L’Avana si sta aprendo e Washington lo sa

Impantanato in Iraq e in Afghanistan, ossessionato dalla crescita dell'Iran come potenza regionale (conseguenza diretta delle guerre nei summenzionati paesi), il dipartimento di stato americano si è accorto che il Sudamerica è in subbuglio. Il suo ultimo grande intervento nella regione è stato il rude tentativo di rovesciare il governo democraticamente eletto in Venezuela. Era il 2002, un anno prima dell'avventura in Iraq. Da allora un'onda di unità bolivariana ha spazzato il continente, vincendo in Bolivia e in Ecuador, diffondendosi in Perù e in Paraguay e soprattutto rompendo il lungo isolamento di Cuba. Ciò ha causato panico a Miami.

La piccola isola che ha sfidato interventi, minacce e blocchi per più di mezzo secolo rimane un'ossessione imperiale. Washington ha atteso la morte di Fidel per poter cercare o retribuire la defezione di pezzi dell'apparato militare e poliziesco (e senza dubbio anche di scelti aparatchikni di partito). L'ultimo discorso di Bush è un segno di panico. Erano così certi di raggiungere l'obiettivo con una vagonata di dollari, da non aver studiato molto altro negli ultimi anni.
Ma ieri ci è stato detto, senza ombra di ironia, che Raul Castro è inaccettabile perché è il fratello di Fidel e che non è questa la transizione che Washington aveva in mente. E' gustoso che W., di cui sono note le connessioni familiari, non menzioni il fatto che nel caso la signora Clinton sia nominata ed eletta due sole famiglie saranno state al potere per oltre due decenni.
Ciò che ha preoccupato i Bush brothers e la loro clientela in Florida è il fatto che Raul Castro abbia incoraggiato un dibattito aperto sul futuro dell'isola. La cosa non è popolare tra gli aparatchik, ma indubbiamente ha avuto un impatto.

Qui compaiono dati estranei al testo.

impl Database {
    pub fn new() -> Self {
        Self::with_config(Config::default())
    }

    pub fn with_config(config: Config) -> Self {
        Database {
            strings: Interner::new(),
            registry: Registry::new(config.storage.initial_index_capacity),
            units: Vec::new(),
            analyzer: RecursionAnalyzer::new(),
            externs: ExternRegistry::new(),
            diagnostics: Diagnostics::new(),
            limits: ResourceLimits::from(&config.engine),
            optimizer: Optimizer::from_config(&config.optimizer, config.engine.evaluation),
            compile_options: CompileOptions::from(&config.optimizer),
            config,
        }
    }

    pub fn config(&self) -> &Config {
        &self.config
    }

    pub fn strings(&self) -> &Interner {
        &self.strings
    }

    pub fn intern(&mut self, text: &str) -> StrId {
        self.strings.intern(text)
    }

    /// `Value::String` for `text`.
    pub fn string(&mut self, text: &str) -> Value {
        Value::string(&mut self.strings, text)
    }

    /// `Value::Atom` for `text`.
    pub fn atom(&mut self, text: &str) -> Value {
        Value::atom(&mut self.strings, text)
    }

    pub fn registry(&self) -> &Registry {
        &self.registry
    }

    pub fn units(&self) -> &[ExecutionUnit] {
        &self.units
    }

    pub fn limits(&self) -> &ResourceLimits {
        &self.limits
    }

    /// Replace the ceilings applied to subsequent top-level calls.
    pub fn set_limits(&mut self, limits: ResourceLimits) {
        self.limits = limits;
    }

    /// Canonical name of the positional predicate `name/arity`.
    pub fn predicate(&mut self, name: &str, arity: usize) -> PredicateName {
        let objects = CompoundName::new([self.strings.intern(name)]);
        if arity == 0 {
            return PredicateName::nullary(objects);
        }
        let attributes: Vec<StrId> = (1..arity)
            .map(|i| self.strings.intern(&positional_attribute(i)))
            .collect();
        PredicateName::new(objects, CompoundName::new(attributes))
    }

    pub fn relation(&self, name: &PredicateName) -> Option<&Relation> {
        self.registry.get(name).map(|id| self.registry.relation(id))
    }

    pub fn register_extern<F>(&mut self, name: &str, args: &[(&str, ArgMode)], callback: F) -> ExternId
    where
        F: Fn(&mut CallContext<'_>) -> Result<(), String> + Send + Sync + 'static,
    {
        self.externs.register(name, args, callback)
    }

    pub fn load_module(&mut self, module: &dyn ExternModule) -> EngineResult<()> {
        self.externs.load_module(module).map_err(|e| self.fail(e))
    }

    fn compiler(&mut self) -> Compiler<'_> {
        Compiler {
            registry: &mut self.registry,
            strings: &mut self.strings,
            externs: &self.externs,
            diagnostics: &mut self.diagnostics,
            options: self.compile_options,
        }
    }

    fn budget(&self) -> Budget {
        Budget::new(self.limits.clone())
    }

    /// Record `error` and hand it back for propagation.
    fn fail(&mut self, error: EngineError) -> EngineError {
        self.diagnostics.report(error.clone());
        error
    }

    /// Assert a fact clause. Returns the number of rows that were new.
    pub fn assert_fact(&mut self, clause: &Clause) -> EngineResult<usize> {
        let Some(fact) = self.compiler().compile_fact(clause) else {
            return Ok(0);
        };
        for &target in &fact.targets {
            self.registry.check_mutable(target).map_err(|e| self.fail(e))?;
        }
        let mut budget = self.budget();
        for &read in &fact.reads {
            self.ensure_evaluated(read, &mut budget)?;
        }
        let before: Vec<usize> = fact.targets.iter().map(|&t| self.registry.table(t).len()).collect();
        let mut ctx = ExecCtx {
            registry: &mut self.registry,
            strings: &mut self.strings,
            externs: &self.externs,
            diagnostics: &mut self.diagnostics,
            budget: &mut budget,
        };
        if let Err(error) = execute(&fact.evaluation, &mut ctx) {
            return Err(self.abort(self.units.len(), error));
        }

        let mut added = 0;
        for (&target, before) in fact.targets.iter().zip(before) {
            let new_rows = self.registry.table(target).len() - before;
            self.registry.relation_mut(target).facts_count += new_rows;
            added += new_rows;
        }
        Ok(added)
    }

    /// Insert one row into the positional relation `name`.
    pub fn insert(&mut self, name: &str, row: &[Value]) -> EngineResult<bool> {
        let predicate = self.predicate(name, row.len());
        let id = self
            .registry
            .get_or_create(&predicate, &self.strings)
            .map_err(|e| self.fail(e))?;
        self.registry.insert_fact(id, row).map_err(|e| self.fail(e))
    }

    /// Compile and attach a rule. Returns the number of heads attached.
    pub fn add_rule(&mut self, rule: &Rule) -> EngineResult<usize> {
        let compiled = self.compiler().compile_rule(rule);
        for rule in &compiled {
            self.registry.check_mutable(rule.head).map_err(|e| self.fail(e))?;
        }
        let count = compiled.len();
        for rule in compiled {
            self.registry.add_rule(rule).map_err(|e| self.fail(e))?;
        }
        Ok(count)
    }

    /// Facts and rules of `program`, in order.
    pub fn load(&mut self, program: &Program) -> EngineResult<()> {
        for statement in &program.statements {
            match statement {
                Statement::Fact(clause) => {
                    self.assert_fact(clause)?;
                }
                Statement::Rule(rule) => {
                    self.add_rule(rule)?;
                }
            }
        }
        Ok(())
    }

    /// Every distinct binding of the variables of `clause`.
    pub fn query(&mut self, clause: &Clause) -> EngineResult<QueryResult> {
        let query = self.compiler().compile_query(clause);
        let mut budget = self.budget();
        for &read in &query.reads {
            self.ensure_evaluated(read, &mut budget)?;
        }
        let mut ctx = ExecCtx {
            registry: &mut self.registry,
            strings: &mut self.strings,
            externs: &self.externs,
            diagnostics: &mut self.diagnostics,
            budget: &mut budget,
        };
        let rows = match execute(&query.evaluation, &mut ctx) {
            Ok(rows) => rows,
            Err(error) => return Err(self.abort(self.units.len(), error)),
        };
        let mut seen = HashSet::with_capacity(rows.len());
        let rows = rows.into_iter().filter(|row| seen.insert(row.clone())).collect();
        Ok(QueryResult {
            variables: query.variables,
            rows,
        })
    }

    /// Every row of the positional relation `name/arity`, evaluated.
    pub fn rows(&mut self, name: &str, arity: usize) -> EngineResult<Vec<Row>> {
        let predicate = self.predicate(name, arity);
        self.relation_rows(&predicate)
    }

    /// Every row of `name`, evaluated. An unknown name has no rows.
    pub fn relation_rows(&mut self, name: &PredicateName) -> EngineResult<Vec<Row>> {
        let Some(id) = self.registry.get(name) else {
            return Ok(Vec::new());
        };
        let mut budget = self.budget();
        self.ensure_evaluated(id, &mut budget)?;
        Ok(self.registry.table(id).rows().map(<[Value]>::to_vec).collect())
    }

    /// Evaluate every relation known so far.
    pub fn evaluate(&mut self) -> EngineResult<()> {
        let mut budget = self.budget();
        for index in 0..self.registry.len() {
            self.ensure_evaluated(RelationId(index as u32), &mut budget)?;
        }
        Ok(())
    }

    /// Rendered plans of the rules deriving `name`.
    pub fn explain(&self, name: &PredicateName) -> Option<String> {
        let id = self.registry.get(name)?;
        let relation = self.registry.relation(id);
        let names = |r: RelationId| self.registry.display_name(r).to_string();
        let mut out = String::new();
        for (i, rule) in relation.rules().iter().enumerate() {
            out.push_str(&format!("rule {i} ({:?}):\n", rule.origin));
            out.push_str(&rule.evaluation.plan.render(&names));
        }
        Some(out)
    }

    pub fn diagnostics(&self) -> &Diagnostics {
        &self.diagnostics
    }

    pub fn error_count(&self) -> usize {
        self.diagnostics.error_count()
    }

    /// `false` once any error was reported this session.
    pub fn is_successful(&self) -> bool {
        self.diagnostics.is_successful()
    }

    /// Start a new session: forget the errors reported so far.
    pub fn begin_session(&mut self) {
        self.diagnostics.clear();
    }

    /// Bring `id` and everything it reads to a fixpoint.
    fn ensure_evaluated(&mut self, id: RelationId, budget: &mut Budget) -> EngineResult<()> {
        if self.registry.relation(id).is_sealed() {
            return Ok(());
        }
        let first = self.units.len();
        self.analyzer
            .analyze(id, &mut self.registry, &mut self.units, &mut self.diagnostics);
        match self.evaluate_units(first, budget) {
            Ok(()) => Ok(()),
            Err(error) => Err(self.abort(first, error)),
        }
    }

    /// Run the units formed from index `first` on. The analyzer emits a
    /// unit only after every unit it depends on.
    fn evaluate_units(&mut self, first: usize, budget: &mut Budget) -> EngineResult<()> {
        for index in first..self.units.len() {
            let unit = &mut self.units[index];
            if unit
                .members
                .iter()
                .all(|&m| self.registry.relation(m).is_sealed())
            {
                continue;
            }
            for &member in &unit.members {
                self.registry.relation_mut(member).state = RelationState::Evaluating;
            }
            let plan = self.optimizer.optimize(unit, &mut self.registry);
            let mut ctx = ExecCtx {
                registry: &mut self.registry,
                strings: &mut self.strings,
                externs: &self.externs,
                diagnostics: &mut self.diagnostics,
                budget: &mut *budget,
            };
            unit.run_fixpoint(&plan, &mut ctx)?;
            let mut rows = 0;
            for &member in &unit.members {
                let relation = self.registry.relation_mut(member);
                relation.state = RelationState::Evaluated;
                rows += relation.table.len();
            }
            info!(
                unit = %unit.id,
                iterations = unit.iterations,
                rows,
                steps = budget.steps(),
                "fixpoint_reached"
            );
        }
        Ok(())
    }

    /// Undo the analysis of everything not yet evaluated and report `error`.
    fn abort(&mut self, first_unit: usize, error: EngineError) -> EngineError {
        let unfinished = (first_unit..self.units.len())
            .find(|&i| {
                !self.units[i]
                    .members
                    .iter()
                    .all(|&m| self.registry.relation(m).is_sealed())
            })
            .unwrap_or(self.units.len());
        self.units.truncate(unfinished);
        let mut reset = 0;
        for relation in self.registry.iter_mut() {
            if matches!(relation.state(), RelationState::Analyzed | RelationState::Evaluating) {
                relation.reset_analysis();
                reset += 1;
            }
        }
        warn!(error = %error, reset, "query_aborted");
        self.fail(error)
    }

    /// Write every relation's rows to `path`.
    pub fn save_snapshot(&self, path: impl AsRef<Path>) -> Result<(), SnapshotError> {
        storage::save_snapshot(
            path.as_ref(),
            &self.registry,
            &self.strings,
            self.config.storage.snapshot_checksums,
        )
    }

    /// Insert the rows stored at `path` as facts. Returns the number of rows
    /// that were new.
    pub fn load_snapshot(&mut self, path: impl AsRef<Path>) -> Result<usize, SnapshotError> {
        let snapshot = storage::read_snapshot(path.as_ref(), self.config.storage.snapshot_checksums)?;
        let mut added = 0;
        for (name, rows) in snapshot.relations(&mut self.strings)? {
            let id = self
                .registry
                .get_or_create(&name, &self.strings)
                .map_err(|e| self.fail(e))?;
            for row in rows {
                if self.registry.insert_fact(id, &row).map_err(|e| self.fail(e))? {
                    added += 1;
                }
            }
        }
        info!(path = %path.as_ref().display(), rows = added, "snapshot_loaded");
        Ok(added)
    }
}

La censura di stato non è solo profondamente impopolare ma ha azzoppato il pensiero creativo nell'isola, e la nuova apertura ha fatto emergere le vecchie contraddizioni. I film-maker cubani ad esempio stanno sfidando pubblicamente i burocrati. Pavel Giroud, un conosciuto regista, spiega: «Qui la censura è esattamente come altrove, tranne per il fatto che Cuba è un'osservata speciale. Network e pubblicazioni in tutto il mondo hanno linee editoriali e tutto ciò che non le rispetta viene tagliato. Negli Stati uniti la Hbo ha rifiutato di trasmettere il documentario di Oliver Stone su Fidel Castro perché non aveva il focus richiesto, e hanno insistito per un'altra intervista con Fidel. In altre parole, ciò che Stone aveva da dire non importava, ciò che importava è ciò che il network voleva mostrare. Personalmente, preferisco che un mio lavoro non venga trasmesso piuttosto che mi chiedano di cambiarlo o tagliarlo. Delle spiegazioni non mi importa nulla, non ci sarà mai una ragione buona abbastanza per chi viene zittito. La banalità è favorita dappertutto, basta accendere qualsiasi canale musicale del mondo: le star machiste del reggaeton fanno le stesse sculettate, i cantanti «in» eseguono lo stesso gesto seduttivo, le stesse riprese al rallentatore di scene d'amore al tramonto… Non siamo noi qui a Cuba i principali produttori di questa roba. E lo stesso accade in politica. Il broadcaster sa che un video pieno di apprezzamenti al sistema non causerà alcun problema, i creativi sanno che andranno in tv molto più in fretta se scrivono una canzone, producono un film o dipingono un quadro che apprezza una figura politica».
Che il sistema cubano abbia bisogno di riforme è cosa largamente accettata nel paese. Mi è stato detto spesso che la decisione «impostaci dall'embargo» di seguire il vecchio modello sovietico «non è stata benefica». Adesso c'è una scelta, è tra Washington e Caracas. E mentre un leggero strato di elite cubana sarà tentato dai dollari, la maggior parte dei cubani preferiranno un modello diverso. Non vogliono vedere la fine del loro sistema sanitario o educativo, ma vogliono più diversità politica ed economica, anche se il modello del Grande Fratello sotto la cui ombra vivono non offre esattamente questa scelta.